Beginning with the first entry, print all the records exactly.

────────────────────────────────────────

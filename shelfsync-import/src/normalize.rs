//! WebP normalization of source images.
//!
//! Outputs are written to a temporary sibling and renamed into place, so the
//! site never serves a half-written file. A source whose SHA-256 matches the
//! recorded fingerprint is not re-encoded while its output still exists.

use std::fs;
use std::io;
use std::path::{Path, PathBuf};

use image::{DynamicImage, ImageFormat, Rgb, RgbImage};
use sha2::{Digest, Sha256};
use shelfsync_catalog::types::ImageFingerprint;
use thiserror::Error;

/// Fill color of the generated placeholder.
pub const PLACEHOLDER_COLOR: [u8; 3] = [240, 240, 240];

#[derive(Debug, Error)]
pub enum ImageError {
    #[error("I/O error on {}: {source}", path.display())]
    Io {
        path: PathBuf,
        #[source]
        source: io::Error,
    },
    #[error("Cannot decode {}: {source}", path.display())]
    Decode {
        path: PathBuf,
        #[source]
        source: image::ImageError,
    },
    #[error("Cannot encode {}: {source}", path.display())]
    Encode {
        path: PathBuf,
        #[source]
        source: image::ImageError,
    },
}

impl ImageError {
    fn io(path: &Path, source: io::Error) -> Self {
        ImageError::Io {
            path: path.to_path_buf(),
            source,
        }
    }
}

/// One source-to-output conversion.
#[derive(Debug, Clone, PartialEq, Eq)]
pub struct NormalizeJob {
    pub source: PathBuf,
    pub output: PathBuf,
}

#[derive(Debug, Clone, Copy, PartialEq, Eq)]
pub enum NormalizeOutcome {
    /// The output was (re)encoded.
    Converted,
    /// The existing output already matched the source.
    Reused,
}

/// A finished conversion and the fingerprint to record for it.
#[derive(Debug, Clone)]
pub struct NormalizedImage {
    pub outcome: NormalizeOutcome,
    pub fingerprint: ImageFingerprint,
}

/// Lowercase hex SHA-256 of `bytes`.
pub fn source_hash(bytes: &[u8]) -> String {
    format!("{:x}", Sha256::digest(bytes))
}

/// Convert `job.source` to WebP at `job.output`, unless `previous` shows the
/// output was already produced from identical source bytes.
pub fn normalize_image(
    job: &NormalizeJob,
    previous: Option<&ImageFingerprint>,
) -> Result<NormalizedImage, ImageError> {
    let bytes = fs::read(&job.source).map_err(|e| ImageError::io(&job.source, e))?;
    let fingerprint = ImageFingerprint {
        output_path: job.output.to_string_lossy().into_owned(),
        source_path: job.source.to_string_lossy().into_owned(),
        source_hash: source_hash(&bytes),
    };

    let unchanged = previous.is_some_and(|p| p.source_hash == fingerprint.source_hash);
    if unchanged && job.output.is_file() {
        log::debug!("Reusing {}", job.output.display());
        return Ok(NormalizedImage {
            outcome: NormalizeOutcome::Reused,
            fingerprint,
        });
    }

    let decoded = image::load_from_memory(&bytes).map_err(|source| ImageError::Decode {
        path: job.source.clone(),
        source,
    })?;
    write_webp(&decoded, &job.output)?;
    log::debug!("Converted {} -> {}", job.source.display(), job.output.display());

    Ok(NormalizedImage {
        outcome: NormalizeOutcome::Converted,
        fingerprint,
    })
}

/// Write the generated 1x1 placeholder to `output` if nothing is there yet.
/// Returns whether a file was written.
pub fn generate_placeholder(output: &Path) -> Result<bool, ImageError> {
    if output.is_file() {
        return Ok(false);
    }
    let pixel = RgbImage::from_pixel(1, 1, Rgb(PLACEHOLDER_COLOR));
    write_webp(&DynamicImage::ImageRgb8(pixel), output)?;
    log::info!("Generated placeholder {}", output.display());
    Ok(true)
}

/// Encode as WebP into `<output>.tmp`, then rename over `output`.
fn write_webp(image: &DynamicImage, output: &Path) -> Result<(), ImageError> {
    if let Some(parent) = output.parent() {
        fs::create_dir_all(parent).map_err(|e| ImageError::io(parent, e))?;
    }

    // The WebP encoder takes 8-bit RGB or RGBA only.
    let image = if image.color().has_alpha() {
        DynamicImage::ImageRgba8(image.to_rgba8())
    } else {
        DynamicImage::ImageRgb8(image.to_rgb8())
    };

    let mut tmp = output.as_os_str().to_owned();
    tmp.push(".tmp");
    let tmp = PathBuf::from(tmp);

    if let Err(source) = image.save_with_format(&tmp, ImageFormat::WebP) {
        let _ = fs::remove_file(&tmp);
        return Err(ImageError::Encode {
            path: output.to_path_buf(),
            source,
        });
    }
    fs::rename(&tmp, output).map_err(|e| ImageError::io(output, e))
}

#[cfg(test)]
mod tests {
    use super::*;

    #[test]
    fn hash_is_lowercase_hex() {
        let hash = source_hash(b"abc");
        assert_eq!(
            hash,
            "ba7816bf8f01cfea414140de5dae2223b00361a396177a9cb410ff61f20015ad"
        );
    }
}
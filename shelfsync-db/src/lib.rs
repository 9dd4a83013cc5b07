//! SQLite persistence layer for the product catalog.
//!
//! Provides schema creation, write operations, and snapshot/listing queries
//! backed by SQLite (via rusqlite with bundled feature).

pub mod operations;
pub mod queries;
pub mod schema;

pub use operations::{
    OperationError, deactivate_category, deactivate_product, insert_import_run, insert_redirect,
    insert_row_errors, replace_product_images, set_category_seo, upsert_category,
    upsert_image_fingerprint, upsert_product,
};
pub use queries::{
    CatalogStats, catalog_stats, find_category_by_name, find_product_by_sku, images_for_product,
    list_import_runs, list_redirects, load_categories, load_image_fingerprints, load_product_images,
    load_products, row_errors_for_run,
};
pub use schema::{SchemaError, open_database, open_memory};
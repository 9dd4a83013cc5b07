use std::path::PathBuf;

use owo_colors::OwoColorize;
use owo_colors::Stream::Stdout;

use crate::CliError;
use crate::progress::BarProgress;
use crate::settings::Settings;

use super::report::print_report;
use super::{open_catalog, sync_options};

/// Drain the inbox: apply every pending CSV in name order and archive it.
pub(crate) fn run_inbox(settings: &Settings, dry_run: bool, quiet: bool) -> Result<(), CliError> {
    let conn = open_catalog(settings)?;
    let options = sync_options(settings, dry_run);
    let progress = BarProgress::new(quiet);

    let outcome = shelfsync_import::process_inbox(&conn, &options, &progress)
        .map_err(|e| CliError::batch(e.to_string()))?;

    for report in &outcome.reports {
        print_report(report);
        crate::log_blank();
    }

    if let Some(failed) = outcome.failed {
        return Err(CliError::batch(format!(
            "{} was not applied: {}. Later files were left in the inbox.",
            failed.file.display(),
            failed.error
        )));
    }

    if outcome.reports.is_empty() {
        log::info!(
            "{}",
            "Nothing to import.".if_supports_color(Stdout, |t| t.dimmed())
        );
    } else {
        log::info!(
            "{} {} batch(es){}",
            "Done:".if_supports_color(Stdout, |t| t.green()),
            outcome.reports.len(),
            if dry_run { " checked" } else { " applied" }
        );
    }
    Ok(())
}

/// Apply a single CSV file from anywhere on disk.
pub(crate) fn run_import(
    settings: &Settings,
    file: PathBuf,
    no_archive: bool,
    dry_run: bool,
    quiet: bool,
) -> Result<(), CliError> {
    if !file.is_file() {
        return Err(CliError::batch(format!("{} is not a file", file.display())));
    }

    let conn = open_catalog(settings)?;
    let options = sync_options(settings, dry_run);
    let progress = BarProgress::new(quiet);

    let report = shelfsync_import::sync_file(&conn, &file, &options, &progress)
        .map_err(|e| CliError::batch(format!("{}: {}", file.display(), e)))?;
    print_report(&report);

    if !dry_run && !no_archive {
        let dest = shelfsync_import::archive_file(&file, &options.paths.archive_dir)
            .map_err(|e| CliError::batch(e.to_string()))?;
        log::info!("Archived to {}", dest.display());
    }
    Ok(())
}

────────────────────────────────────────

# Your response
filename shelfsync-import/src/normalize.rs
//! WebP normalization of source images.
//!
//! Outputs are written to a temporary sibling and renamed into place, so the
//! site never serves a half-written file. A source whose SHA-256 matches the
//! recorded fingerprint is not re-encoded while its output still exists.

use std::fs;
use std::io;
use std::path::{Path, PathBuf};

use image::{DynamicImage, ImageFormat, Rgb, RgbImage};
use sha2::{Digest, Sha256};
use shelfsync_catalog::types::ImageFingerprint;
use thiserror::Error;

/// Fill color of the generated placeholder.
pub const PLACEHOLDER_COLOR: [u8; 3] = [240, 240, 240];

#[derive(Debug, Error)]
pub enum ImageError {
    #[error("I/O error on {}: {source}", path.display())]
    Io {
        path: PathBuf,
        #[source]
        source: io::Error,
    },
    #[error("Cannot decode {}: {source}", path.display())]
    Decode {
        path: PathBuf,
        #[source]
        source: image::ImageError,
    },
    #[error("Cannot encode {}: {source}", path.display())]
    Encode {
        path: PathBuf,
        #[source]
        source: image::ImageError,
    },
}

impl ImageError {
    fn io(path: &Path, source: io::Error) -> Self {
        ImageError::Io {
            path: path.to_path_buf(),
            source,
        }
    }
}

/// One source-to-output conversion.
#[derive(Debug, Clone, PartialEq, Eq)]
pub struct NormalizeJob {
    pub source: PathBuf,
    pub output: PathBuf,
}

#[derive(Debug, Clone, Copy, PartialEq, Eq)]
pub enum NormalizeOutcome {
    /// The output was (re)encoded.
    Converted,
    /// The existing output already matched the source.
    Reused,
}

/// A finished conversion and the fingerprint to record for it.
#[derive(Debug, Clone)]
pub struct NormalizedImage {
    pub outcome: NormalizeOutcome,
    pub fingerprint: ImageFingerprint,
}

/// Lowercase hex SHA-256 of `bytes`.
pub fn source_hash(bytes: &[u8]) -> String {
    format!("{:x}", Sha256::digest(bytes))
}

/// Convert `job.source` to WebP at `job.output`, unless `previous` shows the
/// output was already produced from identical source bytes.
pub fn normalize_image(
    job: &NormalizeJob,
    previous: Option<&ImageFingerprint>,
) -> Result<NormalizedImage, ImageError> {
    let bytes = fs::read(&job.source).map_err(|e| ImageError::io(&job.source, e))?;
    let fingerprint = ImageFingerprint {
        output_path: job.output.to_string_lossy().into_owned(),
        source_path: job.source.to_string_lossy().into_owned(),
        source_hash: source_hash(&bytes),
    };

    let unchanged = previous.is_some_and(|p| p.source_hash == fingerprint.source_hash);
    if unchanged && job.output.is_file() {
        log::debug!("Reusing {}", job.output.display());
        return Ok(NormalizedImage {
            outcome: NormalizeOutcome::Reused,
            fingerprint,
        });
    }

    let decoded = image::load_from_memory(&bytes).map_err(|source| ImageError::Decode {
        path: job.source.clone(),
        source,
    })?;
    write_webp(&decoded, &job.output)?;
    log::debug!("Converted {} -> {}", job.source.display(), job.output.display());

    Ok(NormalizedImage {
        outcome: NormalizeOutcome::Converted,
        fingerprint,
    })
}

/// Write the generated 1x1 placeholder to `output` if nothing is there yet.
/// Returns whether a file was written.
pub fn generate_placeholder(output: &Path) -> Result<bool, ImageError> {
    if output.is_file() {
        return Ok(false);
    }
    let pixel = RgbImage::from_pixel(1, 1, Rgb(PLACEHOLDER_COLOR));
    write_webp(&DynamicImage::ImageRgb8(pixel), output)?;
    log::info!("Generated placeholder {}", output.display());
    Ok(true)
}

/// Encode as WebP into `<output>.tmp`, then rename over `output`.
fn write_webp(image: &DynamicImage, output: &Path) -> Result<(), ImageError> {
    if let Some(parent) = output.parent() {
        fs::create_dir_all(parent).map_err(|e| ImageError::io(parent, e))?;
    }

    // The WebP encoder takes 8-bit RGB or RGBA only.
    let image = if image.color().has_alpha() {
        DynamicImage::ImageRgba8(image.to_rgba8())
    } else {
        DynamicImage::ImageRgb8(image.to_rgb8())
    };

    let mut tmp = output.as_os_str().to_owned();
    tmp.push(".tmp");
    let tmp = PathBuf::from(tmp);

    if let Err(source) = image.save_with_format(&tmp, ImageFormat::WebP) {
        let _ = fs::remove_file(&tmp);
        return Err(ImageError::Encode {
            path: output.to_path_buf(),
            source,
        });
    }
    fs::rename(&tmp, output).map_err(|e| ImageError::io(output, e))
}

#[cfg(test)]
mod tests {
    use super::*;

    #[test]
    fn hash_is_lowercase_hex() {
        let hash = source_hash(b"abc");
        assert_eq!(
            hash,
            "ba7816bf8f01cfea414140de5dae2223b00361a396177a9cb410ff61f20015ad"
        );
    }
}
filename shelfsync-db/src/lib.rs
repository 9dd4a83013cc5b07
//! SQLite persistence layer for the product catalog.
//!
//! Provides schema creation, write operations, and snapshot/listing queries
//! backed by SQLite (via rusqlite with bundled feature).

pub mod operations;
pub mod queries;
pub mod schema;

pub use operations::{
    OperationError, deactivate_category, deactivate_product, insert_import_run, insert_redirect,
    insert_row_errors, replace_product_images, set_category_seo, upsert_category,
    upsert_image_fingerprint, upsert_product,
};
pub use queries::{
    CatalogStats, catalog_stats, find_category_by_name, find_product_by_sku, images_for_product,
    list_import_runs, list_redirects, load_categories, load_image_fingerprints, load_product_images,
    load_products, row_errors_for_run,
};
pub use schema::{SchemaError, open_database, open_memory};
repository 9dd4a83013cc5b07
use std::path::PathBuf;

use owo_colors::OwoColorize;
use owo_colors::Stream::Stdout;

use crate::CliError;
use crate::progress::BarProgress;
use crate::settings::Settings;

use super::report::print_report;
use super::{open_catalog, sync_options};

/// Drain the inbox: apply every pending CSV in name order and archive it.
pub(crate) fn run_inbox(settings: &Settings, dry_run: bool, quiet: bool) -> Result<(), CliError> {
    let conn = open_catalog(settings)?;
    let options = sync_options(settings, dry_run);
    let progress = BarProgress::new(quiet);

    let outcome = shelfsync_import::process_inbox(&conn, &options, &progress)
        .map_err(|e| CliError::batch(e.to_string()))?;

    for report in &outcome.reports {
        print_report(report);
        crate::log_blank();
    }

    if let Some(failed) = outcome.failed {
        return Err(CliError::batch(format!(
            "{} was not applied: {}. Later files were left in the inbox.",
            failed.file.display(),
            failed.error
        )));
    }

    if outcome.reports.is_empty() {
        log::info!(
            "{}",
            "Nothing to import.".if_supports_color(Stdout, |t| t.dimmed())
        );
    } else {
        log::info!(
            "{} {} batch(es){}",
            "Done:".if_supports_color(Stdout, |t| t.green()),
            outcome.reports.len(),
            if dry_run { " checked" } else { " applied" }
        );
    }
    Ok(())
}

/// Apply a single CSV file from anywhere on disk.
pub(crate) fn run_import(
    settings: &Settings,
    file: PathBuf,
    no_archive: bool,
    dry_run: bool,
    quiet: bool,
) -> Result<(), CliError> {
    if !file.is_file() {
        return Err(CliError::batch(format!("{} is not a file", file.display())));
    }

    let conn = open_catalog(settings)?;
    let options = sync_options(settings, dry_run);
    let progress = BarProgress::new(quiet);

    let report = shelfsync_import::sync_file(&conn, &file, &options, &progress)
        .map_err(|e| CliError::batch(format!("{}: {}", file.display(), e)))?;
    print_report(&report);

    if !dry_run && !no_archive {
        let dest = shelfsync_import::archive_file(&file, &options.paths.archive_dir)
            .map_err(|e| CliError::batch(e.to_string()))?;
        log::info!("Archived to {}", dest.display());
    }
    Ok(())
}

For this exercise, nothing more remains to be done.